Without being able to compare performances between schools it can be difficult to know how well the educational facility as a whole is performing and where educators can invest their time, effort and funds to improve the education of the children under their care. Furthermore, even the best test doesn’t provide context for why students might be performing at their level.
This is the gap that the OECD PISA for Schools Test was designed to fill. The Organisation for Economic Co-operation and Development (OECD) is an international organisation that aims to establish evidence-based international standards and offer solutions to complex social, economic and environmental challenges. PISA, or the Programme for International Student Assessment, is intended to help benchmark student performance in reading, mathematics and science, and help equip schools with the data they need to make effective decisions on learning environments and teaching practices.

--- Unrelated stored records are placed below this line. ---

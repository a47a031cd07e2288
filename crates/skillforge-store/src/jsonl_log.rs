//! Newline-delimited JSON experiment log.
//!
//! Each record is serialized to a single line and written with one
//! `write_all` call on a handle opened in append mode, so concurrent
//! writers on the same host never interleave within a line.

use std::path::{Path, PathBuf};

use async_trait::async_trait;
use tokio::io::AsyncWriteExt;
use tracing::{debug, warn};

use crate::schema::ExperimentRecord;
use crate::storage_traits::{ExperimentLog, StorageResult};

/// Append-only JSONL log file.
#[derive(Debug, Clone)]
pub struct JsonlExperimentLog {
    path: PathBuf,
}

impl JsonlExperimentLog {
    pub fn new(path: impl AsRef<Path>) -> Self {
        Self {
            path: path.as_ref().to_path_buf(),
        }
    }

    pub fn path(&self) -> &Path {
        &self.path
    }
}

#[async_trait]
impl ExperimentLog for JsonlExperimentLog {
    async fn append(&self, record: &ExperimentRecord) -> StorageResult<()> {
        if let Some(parent) = self.path.parent() {
            if !parent.as_os_str().is_empty() {
                tokio::fs::create_dir_all(parent).await?;
            }
        }

        let mut line = serde_json::to_vec(record)?;
        line.push(b'\n');

        let mut file = tokio::fs::OpenOptions::new()
            .create(true)
            .append(true)
            .open(&self.path)
            .await?;
        file.write_all(&line).await?;
        file.flush().await?;

        debug!(record_id = %record.record_id, path = %self.path.display(), "experiment record appended");
        Ok(())
    }

    async fn entries(&self) -> StorageResult<Vec<ExperimentRecord>> {
        let content = match tokio::fs::read_to_string(&self.path).await {
            Ok(content) => content,
            Err(e) if e.kind() == std::io::ErrorKind::NotFound => return Ok(Vec::new()),
            Err(e) => return Err(e.into()),
        };

        let mut records = Vec::new();
        for (idx, line) in content.lines().enumerate() {
            if line.trim().is_empty() {
                continue;
            }
            match serde_json::from_str::<ExperimentRecord>(line) {
                Ok(record) => records.push(record),
                // A torn trailing line from a crashed writer must not hide the rest.
                Err(e) => warn!(line = idx + 1, error = %e, "skipping unreadable experiment record"),
            }
        }
        Ok(records)
    }
}

#[cfg(test)]
mod tests {
    use super::*;
    use chrono::Utc;

    #[tokio::test]
    async fn appends_and_reads_back_in_order() {
        let dir = tempfile::tempdir().unwrap();
        let log = JsonlExperimentLog::new(dir.path().join("nested/log.jsonl"));

        let a = ExperimentRecord::empty("jh_a", Utc::now());
        let b = ExperimentRecord::empty("jh_b", Utc::now());
        log.append(&a).await.unwrap();
        log.append(&b).await.unwrap();

        let entries = log.entries().await.unwrap();
        assert_eq!(entries, vec![a, b]);

        let raw = std::fs::read_to_string(log.path()).unwrap();
        assert_eq!(raw.lines().count(), 2);
    }

    #[tokio::test]
    async fn missing_file_reads_as_empty() {
        let dir = tempfile::tempdir().unwrap();
        let log = JsonlExperimentLog::new(dir.path().join("absent.jsonl"));
        assert!(log.entries().await.unwrap().is_empty());
    }

    #[tokio::test]
    async fn torn_line_is_skipped() {
        let dir = tempfile::tempdir().unwrap();
        let log = JsonlExperimentLog::new(dir.path().join("log.jsonl"));
        let a = ExperimentRecord::empty("jh_a", Utc::now());
        log.append(&a).await.unwrap();
        {
            use std::io::Write;
            let mut f = std::fs::OpenOptions::new()
                .append(true)
                .open(log.path())
                .unwrap();
            f.write_all(b"{\"skill_id\": \"jh_b\", \"tru").unwrap();
        }
        assert_eq!(log.entries().await.unwrap(), vec![a]);
    }
}
//! SurrealDB schema migrations and initialization
//!
//! Sets up the `experiment_log` table. Safe to call on every connection.

use surrealdb::engine::any::Any;
use surrealdb::Surreal;
use tracing::{debug, info};

use crate::storage_traits::StorageResult;

/// Initialize all SkillForge tables in SurrealDB (idempotent).
pub async fn init_schema(db: &Surreal<Any>) -> StorageResult<()> {
    info!("Initializing SkillForge SurrealDB schema");
    init_experiment_log_table(db).await?;
    info!("SkillForge schema initialization complete");
    Ok(())
}

/// Initialize `experiment_log` table
///
/// Schema:
/// ```text
/// TABLE experiment_log {
///   record_id:     STRING (unique)
///   skill_id:      STRING (indexed)
///   start_time:    STRING (RFC 3339, indexed)
///   ablation_id:   INT (indexed)
///   ...            remaining ExperimentRecord columns
/// }
/// ```
///
/// Rows are append-only: updates and deletes are not permitted.
async fn init_experiment_log_table(db: &Surreal<Any>) -> StorageResult<()> {
    debug!("Initializing experiment_log table");

    let sql = r#"
        DEFINE TABLE IF NOT EXISTS experiment_log AS
            SCHEMALESS
            PERMISSIONS
                FOR create FULL
                FOR select FULL
                FOR update NONE
                FOR delete NONE;

        DEFINE INDEX IF NOT EXISTS idx_record_id ON TABLE experiment_log COLUMNS record_id UNIQUE;
        DEFINE INDEX IF NOT EXISTS idx_skill_id ON TABLE experiment_log COLUMNS skill_id;
        DEFINE INDEX IF NOT EXISTS idx_start_time ON TABLE experiment_log COLUMNS start_time;
        DEFINE INDEX IF NOT EXISTS idx_ablation ON TABLE experiment_log COLUMNS ablation_id, skill_id;
    "#;

    db.query(sql).await?.check()?;
    debug!("experiment_log table initialized");
    Ok(())
}
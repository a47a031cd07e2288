//! Repair pipeline properties across ablation tiers.
//!
//! Covers tier gating (bare is identity, structural never touches the
//! syntax or logic counters), corrective-only syntax repair, idempotence
//! of the full pipeline on its own output, and the entry-point and
//! required-key scenarios.

use std::sync::atomic::{AtomicUsize, Ordering};
use std::sync::Arc;

use skillforge_core::python::{
    dict_literals, top_level_bindings, top_level_functions, top_level_items, ItemKind,
};
use skillforge_core::{
    extract_code, is_valid, AblationTier, PassOutcome, RepairPipeline, SyntaxIssue, SyntaxRepair,
};

const LLM_REPLY: &str = r#"Here is the generator you asked for.

```python
import random

def generate_basic(level=1):
    a = random.randint(1, 9)
    b = random.randint(1, 9)
    question = f"${a} + {b}$ = ?（答案格式：整數）"
    return question, str(a + b)

def check_answer(user_answer, correct_answer):
    return user_answer.strip() == correct_answer

print(generate_basic())
```

Let me know if you need more variants."#;

const BROKEN: &str = "def generate(level=1)\n    return {}\n";

/// Unparseable module whose generator also needs structural work.
const BROKEN_GENERATOR: &str = "import random\n\ndef generate_basic(level=1)\n    a = random.randint(1, 9)\n    return f\"${a}$（答案格式：整數）\", str(a)\n";

/// Right-hand side of the last top-level `generate = <name>` alias.
fn entry_alias_target(text: &str) -> Option<String> {
    text.lines()
        .filter(|l| !l.starts_with(' '))
        .filter_map(|l| l.strip_prefix("generate = "))
        .last()
        .map(|rhs| rhs.trim().to_string())
}

/// Syntax repair that only counts its invocations.
struct CountingRepair(Arc<AtomicUsize>);

impl SyntaxRepair for CountingRepair {
    fn repair(&self, text: &str, _issue: &SyntaxIssue) -> PassOutcome {
        self.0.fetch_add(1, Ordering::SeqCst);
        PassOutcome::clean(text)
    }
}

fn counting_pipeline() -> (RepairPipeline, Arc<AtomicUsize>) {
    let calls = Arc::new(AtomicUsize::new(0));
    let pipeline = RepairPipeline::new().with_syntax_repair(CountingRepair(calls.clone()));
    (pipeline, calls)
}

#[test]
fn test_bare_tier_returns_extracted_text_verbatim() {
    let pipeline = RepairPipeline::new();
    for input in [extract_code(LLM_REPLY), BROKEN.to_string(), String::new()] {
        let report = pipeline.run(&input, AblationTier::Bare);
        assert_eq!(report.text, input);
        assert_eq!(report.counters.ast_repairs, 0);
        assert_eq!(report.counters.logic_fixes, 0);
        assert!(!report.syntax_repair_invoked);
    }
}

#[test]
fn test_structural_tier_only_counts_regex_fixes() {
    let (pipeline, calls) = counting_pipeline();
    for input in [extract_code(LLM_REPLY), BROKEN.to_string()] {
        let report = pipeline.run(&input, AblationTier::Structural);
        assert_eq!(report.counters.ast_repairs, 0);
        assert_eq!(report.counters.logic_fixes, 0);
        assert!(report.counters.regex_fixes > 0);
        assert!(!report.logic_repair_invoked);
    }
    assert_eq!(calls.load(Ordering::SeqCst), 0);
}

#[test]
fn test_syntax_repair_is_never_invoked_on_parseable_text() {
    let (pipeline, calls) = counting_pipeline();
    let report = pipeline.run(&extract_code(LLM_REPLY), AblationTier::Full);

    assert!(is_valid(&report.text));
    assert_eq!(calls.load(Ordering::SeqCst), 0);
    assert!(!report.syntax_repair_invoked);
    assert_eq!(report.counters.ast_repairs, 0);
}

#[test]
fn test_syntax_repair_runs_once_on_unparseable_text() {
    let (pipeline, calls) = counting_pipeline();
    let report = pipeline.run(BROKEN, AblationTier::Full);

    assert_eq!(calls.load(Ordering::SeqCst), 1);
    assert!(report.syntax_repair_invoked);
    assert!(report.residual_syntax_issue.is_some());
}

#[test]
fn test_heuristic_syntax_repair_fixes_missing_colon() {
    let report = RepairPipeline::new().run(BROKEN, AblationTier::Full);

    assert!(report.syntax_repair_invoked);
    assert!(report.counters.ast_repairs >= 1);
    assert!(report.residual_syntax_issue.is_none());
    assert!(is_valid(&report.text));
}

#[test]
fn test_full_pipeline_is_idempotent_on_its_output() {
    let pipeline = RepairPipeline::new();
    let first = pipeline.run(&extract_code(LLM_REPLY), AblationTier::Full);
    assert!(first.counters.any());

    let second = pipeline.run(&first.text, AblationTier::Full);
    assert_eq!(second.text, first.text);
    assert_eq!(second.counters.regex_fixes, 0);
    assert_eq!(second.counters.ast_repairs, 0);
    assert_eq!(second.counters.logic_fixes, 0);
}

#[test]
fn test_generate_basic_is_reachable_as_generate() {
    let src = "def generate_basic(level=1):\n    return {\"question_text\": 'q', \"answer\": '1'}\n";
    for tier in [AblationTier::Structural, AblationTier::Full] {
        let report = RepairPipeline::new().run(src, tier);
        assert!(is_valid(&report.text));

        // `generate` is bound exactly once, by an alias to a function
        // the module itself defines, so calling it calls generate_basic.
        let generate_bindings = top_level_items(&report.text)
            .into_iter()
            .filter(|item| match &item.kind {
                ItemKind::Function { name } => name == "generate",
                ItemKind::Assignment { targets } => targets.iter().any(|t| t == "generate"),
                _ => false,
            })
            .count();
        assert_eq!(generate_bindings, 1);

        let target = entry_alias_target(&report.text).expect("generate alias");
        assert_eq!(target, "generate_basic");
        let defined: Vec<String> = top_level_functions(&report.text)
            .into_iter()
            .map(|f| f.name)
            .collect();
        assert!(defined.contains(&target));
    }
}

#[test]
fn test_syntax_repaired_module_gets_structural_repair() {
    let pipeline = RepairPipeline::new();
    let first = pipeline.run(BROKEN_GENERATOR, AblationTier::Full);

    assert!(first.syntax_repair_invoked);
    assert!(first.residual_syntax_issue.is_none());
    assert!(is_valid(&first.text));
    assert_eq!(entry_alias_target(&first.text).as_deref(), Some("generate_basic"));
    assert!(first.text.contains("\"answer\": str(a)}"));
    assert!(first.text.starts_with("import random\n"));

    let second = pipeline.run(&first.text, AblationTier::Full);
    assert_eq!(second.text, first.text);
    assert_eq!(second.counters.regex_fixes, 0);
    assert_eq!(second.counters.ast_repairs, 0);
    assert_eq!(second.counters.logic_fixes, 0);
}

#[test]
fn test_correct_answer_gains_answer_with_equal_value() {
    let src = "def generate(level=1):\n    value = '42'\n    return {\"question_text\": 'q', \"correct_answer\": value}\n";
    let report = RepairPipeline::new().run(src, AblationTier::Structural);

    let dicts = dict_literals(&report.text);
    let result = dicts
        .iter()
        .find(|d| d.has_key("correct_answer"))
        .expect("result literal survives repair");
    let answer = result.get("answer").expect("answer key added");
    let synonym = result.get("correct_answer").unwrap();
    assert_eq!(
        &report.text[answer.value_start..answer.value_end],
        &report.text[synonym.value_start..synonym.value_end]
    );
}

#[test]
fn test_structural_repair_converts_tuple_and_drops_print() {
    let report = RepairPipeline::new().run(&extract_code(LLM_REPLY), AblationTier::Structural);

    assert!(report
        .text
        .contains("return {\"question_text\": question, \"answer\": str(a + b)}"));
    assert!(!report.text.contains("print(generate_basic())"));
    assert!(report.text.contains("check = check_answer"));
    assert_eq!(report.notes().len(), 4);
}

Every three years the OECD runs their Programme for International Student Assessment to measure student and school performance across the world. These results, from carefully crafted, standardised tests, form the basis for the OECD’s international benchmarks for education. The OECD PISA for Schools Test is a voluntary online assessment for 15-year olds that schools can undertake on an annual basis to help benchmark them against these international standards.
The OECD PISA for Schools Test is split into two components:
- 2-Hour Cognitive Test: On the topics of reading, mathematics and science, this test is intended to present students with real-life scenarios and assess their critical thinking and problem-solving skills beyond the curriculum.
- 30-Minute Interpersonal Questionnaire: This questionnaire is designed to provide context to the results found in the assessment, including information on the student’s situation at home, attitude to school, their learning environment, as well as their confidence and motivation regarding their education.
What are the benefits of the PISA for Schools Test?
The OECD Pisa for Schools Test is a one of a kind assessment that brings together quantitative and qualitative data to help schools make better decisions about their learning environment. Some of the major benefits include:
Competency-based assessment.
The PISA for Schools Test focuses on assessing the competency of students, testing their ability to retrieve and creatively apply knowledge by presenting them with scenario-based questions. This helps move beyond the limitations of the school curriculum and truly understand student capabilities.
Connect with other schools and share best-practice approaches to learning.
Participation in the OECD PISA for Schools Test provides your school with professional development opportunities and exchange of best practices between teachers and schools internationally.
Benchmark performance at the student, school and international level.
As a one-of-a-kind test, the PISA scale allows schools to understand how their students and schools compare to others both locally and internationally. An 80-page report offers insights into student learning outcomes and socio-emotional situation, something that no other test is able to do at this scale.
Better understand the context behind your students’ results.
The results from the interpersonal questionnaire provide teachers with a more holistic view of their students’ situations and allows them to make better-informed decisions about their learning environment.